I worked in Detroit for eight years running communications at Solidarity House, the UAW headquarters. When I showed up there, 26 years ago this month, auto sales were way down and the union had close to 300,000 Big Three workers on layoff, all of them collecting Supplemental Unemployment Benefits thanks to their union contracts. Reporters took the mass layoffs very seriously; so did state governments. Even though the SUB pay was pretty good, everyone wanted those workers back on the lines, making their full wage and paying the taxes that kept all kinds of wheels turning throughout the real economy.

I'm told that today's Big three employ only around 140,000 hourly workers in total. That's shocking, and the numerical diminishment of the core unionized workforce is doubtless one reason so many politicians and pundits seem prepared to let the whole thing go down. Some senators and representatives from states where non-union "transplant" automakers operate (these include Ohio, Tennessee, Kentucky, South Carolina, Virginia, Alabama, and Texas) also seem to think that a Big Three collapse won't affect them. They could not be more mistaken.

Auto and auto-parts manufacturing is an integrated business in every sense. Not only do Big Three-controlled parts suppliers also ship parts to "transplant" factories, but it's still good UAW wage levels that set the pace for base compensation in ALL auto assembly facilities, whether in Michigan or in Alabama. This why keeping those UAW men and women making cars and trucks turns out to be a critical matter for the whole economy. If they are made to punch out for the last time, thanks to Congressional indifference, it won't be just 140,000 hourly wage workers who will stop bringing home $67,500 a year; suddenly there will no longer be any incentive for Toyota, Honda, and Nissan to peg their pay rates to those levels, which they currently do as part of their union-prevention business plans.

And that goes to the core issue. All of the well-paid journalists and B-school types who have been braying that bankruptcy is the way to put things right at GM are really saying that bankruptcy is the way the companies can finally, some 72 years after the first wave of sit-down strikes, wriggle out of their union contract obligations.

Sure they can; that is exactly what they will do in the event of bankruptcy. And then what?

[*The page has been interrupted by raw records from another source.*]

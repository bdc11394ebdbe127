//! ============================================================================
//! Provider Module - AI Backends for Arbitration
//! ============================================================================
//! Contains the backend interface and the closed set of backend families:
//! - OpenAiBackend: direct-key chat completions (OpenAI, OpenRouter gateway)
//! - AnthropicBackend: messages API with optional web-search context
//! - ProviderRouter: fuzzy provider selection + verdict normalization
//! ============================================================================

mod anthropic;
mod openai;
mod router;
mod search;

pub use anthropic::AnthropicBackend;
pub use openai::OpenAiBackend;
pub use router::{
    normalize_verdict, render_prompt, ProviderRouter, DEFAULT_PROMPT_TEMPLATE, SYSTEM_INSTRUCTION,
};
pub use search::SearchTool;

use async_trait::async_trait;
use serde::{Deserialize, Serialize};
use std::sync::Arc;
use std::time::Duration;

use crate::types::OracleError;

/// A registered AI backend: system instruction + prompt + model in, free text out
#[async_trait]
pub trait Backend: Send + Sync {
    async fn complete(&self, system: &str, prompt: &str, model: &str) -> anyhow::Result<String>;
}

/// Operator-supplied provider registration
#[derive(Debug, Clone, PartialEq, Eq, Serialize, Deserialize)]
#[serde(rename_all = "camelCase")]
pub struct ProviderDescriptor {
    pub name: String,
    #[serde(default)]
    pub api_key: Option<String>,
    #[serde(default, rename = "baseURL", alias = "baseUrl")]
    pub base_url: Option<String>,
    /// Enables the family's auxiliary tool (search for Anthropic)
    #[serde(default)]
    pub auxiliary_key: Option<String>,
}

impl ProviderDescriptor {
    pub fn new(name: impl Into<String>) -> Self {
        Self {
            name: name.into(),
            api_key: None,
            base_url: None,
            auxiliary_key: None,
        }
    }

    pub fn with_api_key(mut self, key: impl Into<String>) -> Self {
        self.api_key = Some(key.into());
        self
    }

    pub fn with_base_url(mut self, url: impl Into<String>) -> Self {
        self.base_url = Some(url.into());
        self
    }

    pub fn with_auxiliary_key(mut self, key: impl Into<String>) -> Self {
        self.auxiliary_key = Some(key.into());
        self
    }
}

/// Backend family, resolved strictly from the registered provider name
#[derive(Debug, Clone, Copy, PartialEq, Eq, Serialize, Deserialize)]
#[serde(rename_all = "lowercase")]
pub enum ProviderKind {
    OpenAi,
    OpenRouter,
    Anthropic,
}

impl ProviderKind {
    pub fn from_name(name: &str) -> Result<Self, OracleError> {
        match name.trim().to_lowercase().as_str() {
            "openai" => Ok(ProviderKind::OpenAi),
            "openrouter" => Ok(ProviderKind::OpenRouter),
            "anthropic" => Ok(ProviderKind::Anthropic),
            _ => Err(OracleError::UnrecognizedProvider(name.to_string())),
        }
    }

    /// Build the HTTP backend for this family. Every client carries `timeout`.
    pub fn build_backend(
        &self,
        descriptor: &ProviderDescriptor,
        timeout: Duration,
    ) -> Result<Arc<dyn Backend>, OracleError> {
        let api_key = descriptor
            .api_key
            .clone()
            .filter(|k| !k.trim().is_empty())
            .ok_or_else(|| {
                OracleError::InvalidProvider(format!("{} requires an API key", descriptor.name))
            })?;

        let backend: Arc<dyn Backend> = match self {
            ProviderKind::OpenAi => Arc::new(OpenAiBackend::openai(
                api_key,
                descriptor.base_url.clone(),
                timeout,
            )?),
            ProviderKind::OpenRouter => Arc::new(OpenAiBackend::openrouter(
                api_key,
                descriptor.base_url.clone(),
                timeout,
            )?),
            ProviderKind::Anthropic => {
                let search = descriptor
                    .auxiliary_key
                    .clone()
                    .filter(|k| !k.trim().is_empty())
                    .map(|key| SearchTool::new(key, timeout))
                    .transpose()?;
                Arc::new(AnthropicBackend::new(
                    api_key,
                    descriptor.base_url.clone(),
                    search,
                    timeout,
                )?)
            }
        };
        Ok(backend)
    }
}

pub(crate) fn http_client(timeout: Duration) -> Result<reqwest::Client, OracleError> {
    reqwest::Client::builder()
        .timeout(timeout)
        .build()
        .map_err(|e| OracleError::InvalidProvider(format!("Failed to build HTTP client: {}", e)))
}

The nation is said to be in need to some bottom-up economic stimulus. And NOW we're going to tear down what remains of the country's manufacturing core? We're going to say good-bye to companies that collectively (and again, because of union bargaining power) provide health coverage for two million people (their direct employees, dependents, retirees, and supplier employees)??

Yes, I know: it drives some otherwise-progressive people nuts that there can be Americans out there who don't have fancy degrees and who don't shuffle paper with uncalloused hands but who can still make $67,500 by bending metal. Everyday manual workers who can actually support a family, enjoy a vacation, and not worry about the cost of getting sick.

I swear I just don't understand the source of the intellectuals' rage about this.

I guess they must prefer the Wal-Mart model, where full-time workers (and Wal-Mart defines "full-time" as 34 hours per week) make just $19,200 annually. Of course it is their privilege to believe that a low-wage economy is the right path for 21st-century America. But then let's hear no more from them about bottom-up economic stimulus. There is no real bottom-up approach that even begins to compare with strengthening, not destroying, workers' bargaining power.